To be able to balance the trade-off between your decline in revenue and a reduction in price, an optimization issue needs to be resolved by adjusting the limit and looking for the optimum.
Then by using the layout of the confusion matrix plotted in Figure 6, the four regions are divided as True Positive (TN), False Positive (FP), False Negative (FN) and True Negative (TN) if“Settled” is defined as positive and “Past Due” is defined as negative,. Aligned with all the confusion matrices plotted in Figure 5, TP may be the loans that are good, and FP may be the defaults missed. Our company is interested in both of these areas. To normalize the values, two widely used mathematical terms are defined: real good Rate (TPR) and False Positive Rate (FPR). Their equations are shown below:
In this application, TPR may be the hit price of good loans, plus it represents the ability of earning funds from loan interest; FPR is the rate that is missing of, also it represents the probability of taking a loss.
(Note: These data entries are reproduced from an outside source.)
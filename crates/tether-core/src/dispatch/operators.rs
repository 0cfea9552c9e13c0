//! Operator hooks
//!
//! Arithmetic and comparison metamethods look for the matching static
//! operator method (`op_Addition`, `op_LessThan`, ...) on the left operand's
//! type first, then on the right's. Equality falls back to identity, and
//! ordering falls back to enum values and `CompareTo`.

use tether_script::ScriptState;
use tether_sdk::{Binding, HostValue, TypeRef};

use super::push_results;
use crate::cache::{CachedMember, ThunkBinding};
use crate::error::{BridgeError, FaultResult};
use crate::resolver::resolve;
use crate::translator::Translator;

fn operator_method(op: &str) -> &'static str {
    match op {
        "__add" => "op_Addition",
        "__sub" => "op_Subtraction",
        "__mul" => "op_Multiply",
        "__div" => "op_Division",
        "__mod" => "op_Modulus",
        "__unm" => "op_UnaryNegation",
        "__eq" => "op_Equality",
        "__lt" => "op_LessThan",
        _ => "op_LessThanOrEqual",
    }
}

fn operand_type(tr: &Translator, state: &ScriptState, idx: i32) -> Option<TypeRef> {
    match tr.object_at(state, idx) {
        Ok(Some(HostValue::Type(_))) | Ok(None) | Err(_) => None,
        Ok(Some(v)) => v.runtime_type(),
    }
}

/// Try the operator method on each operand type; `Ok(None)` if none applies
fn overloaded(
    tr: &Translator,
    state: &mut ScriptState,
    op: &'static str,
    arity: i32,
) -> FaultResult<Option<usize>> {
    let method = operator_method(op);
    let mut seen: Option<TypeRef> = None;
    for idx in 1..=arity {
        let Some(ty) = operand_type(tr, state, idx) else {
            continue;
        };
        if seen.as_ref().map(|s| s.id()) == Some(ty.id()) {
            continue;
        }
        let cached = tr.members().lookup(
            &ty,
            method,
            Binding::Static,
            tr.options().expose_non_public,
            tr.catalog(),
        );
        if let CachedMember::Method(thunk) = cached {
            if thunk.binding == ThunkBinding::Static {
                if let Some(plan) = resolve(tr, state, &thunk.candidates, 1, arity) {
                    let args = plan.materialize(tr, state)?;
                    let invoked = plan.method.invoke(state, None, args)?;
                    return push_results(tr, state, &plan, &invoked.ret, &invoked.args).map(Some);
                }
            }
        }
        seen = Some(ty);
    }
    Ok(None)
}

fn unsupported(tr: &Translator, state: &ScriptState, op: &'static str) -> BridgeError {
    let type_name = operand_type(tr, state, 1)
        .or_else(|| operand_type(tr, state, 2))
        .map(|t| t.full_name().to_string())
        .unwrap_or_else(|| state.type_at(1).name().to_string());
    BridgeError::OperatorNotSupported { op, type_name }
}

fn binary(tr: &Translator, state: &mut ScriptState, op: &'static str) -> FaultResult<usize> {
    state.set_top(2);
    match overloaded(tr, state, op, 2)? {
        Some(n) => Ok(n),
        None => Err(unsupported(tr, state, op).into()),
    }
}

pub(super) fn add(tr: &Translator, state: &mut ScriptState) -> FaultResult<usize> {
    binary(tr, state, "__add")
}

pub(super) fn sub(tr: &Translator, state: &mut ScriptState) -> FaultResult<usize> {
    binary(tr, state, "__sub")
}

pub(super) fn mul(tr: &Translator, state: &mut ScriptState) -> FaultResult<usize> {
    binary(tr, state, "__mul")
}

pub(super) fn div(tr: &Translator, state: &mut ScriptState) -> FaultResult<usize> {
    binary(tr, state, "__div")
}

pub(super) fn modulo(tr: &Translator, state: &mut ScriptState) -> FaultResult<usize> {
    binary(tr, state, "__mod")
}

/// `__unm` receives the operand twice
pub(super) fn unm(tr: &Translator, state: &mut ScriptState) -> FaultResult<usize> {
    state.set_top(1);
    match overloaded(tr, state, "__unm", 1)? {
        Some(n) => Ok(n),
        None => Err(unsupported(tr, state, "__unm").into()),
    }
}

/// Pop the results of an operator method, keeping the truth of the first
fn truthy(state: &mut ScriptState, n: usize) -> bool {
    if n == 0 {
        return false;
    }
    let value = state.value_at(-(n as i32)).is_truthy();
    state.pop(n);
    value
}

pub(super) fn eq(tr: &Translator, state: &mut ScriptState) -> FaultResult<usize> {
    state.set_top(2);
    let result = match overloaded(tr, state, "__eq", 2)? {
        Some(n) => truthy(state, n),
        None => match (tr.object_at(state, 1)?, tr.object_at(state, 2)?) {
            (Some(a), Some(b)) => a.same(&b),
            _ => false,
        },
    };
    state.push_boolean(result);
    Ok(1)
}

/// Ordering without an operator method: same-type enum values, then `CompareTo`
fn ordering(tr: &Translator, state: &mut ScriptState, op: &'static str) -> FaultResult<bool> {
    let (Some(a), Some(b)) = (tr.object_at(state, 1)?, tr.object_at(state, 2)?) else {
        return Err(unsupported(tr, state, op).into());
    };
    let strict = op == "__lt";
    if let (HostValue::Enum(x), HostValue::Enum(y)) = (&a, &b) {
        if x.ty.id() == y.ty.id() {
            return Ok(if strict { x.value < y.value } else { x.value <= y.value });
        }
    }
    if let HostValue::Object(o) = &a {
        let has_compare = o.ty().ancestry().iter().any(|t| {
            t.members()
                .methods
                .iter()
                .any(|m| m.name == "CompareTo" && !m.is_static && m.params.len() == 1)
        });
        if has_compare {
            let c = o.call(state, "CompareTo", vec![b])?.as_i64().unwrap_or(0);
            return Ok(if strict { c < 0 } else { c <= 0 });
        }
    }
    Err(unsupported(tr, state, op).into())
}

fn compare(tr: &Translator, state: &mut ScriptState, op: &'static str) -> FaultResult<usize> {
    state.set_top(2);
    let result = match overloaded(tr, state, op, 2)? {
        Some(n) => truthy(state, n),
        None => ordering(tr, state, op)?,
    };
    state.push_boolean(result);
    Ok(1)
}

pub(super) fn lt(tr: &Translator, state: &mut ScriptState) -> FaultResult<usize> {
    compare(tr, state, "__lt")
}

pub(super) fn le(tr: &Translator, state: &mut ScriptState) -> FaultResult<usize> {
    compare(tr, state, "__le")
}

/// `__len`: array length
pub(super) fn length(tr: &Translator, state: &mut ScriptState) -> FaultResult<usize> {
    match tr.object_at(state, 1)? {
        Some(HostValue::Array(a)) => {
            state.push_integer(a.len() as i64);
            Ok(1)
        }
        _ => Err(unsupported(tr, state, "__len").into()),
    }
}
Receiver Operational Characteristic (ROC) bend is considered the most widely used plot to visualize the performance of the category model after all thresholds. In Figure 7 left, the ROC Curve for the Random Forest model is plotted. This plot really shows the partnership between TPR and FPR, where one always goes into the exact same way as one other, from 0 to at least one. a classification that is good would always have the ROC curve over the red standard, sitting because of the “random classifier”. The region Under Curve (AUC) can also be a metric for assessing the category model besides precision. The AUC regarding the Random Forest model is 0.82 away from 1, which can be decent.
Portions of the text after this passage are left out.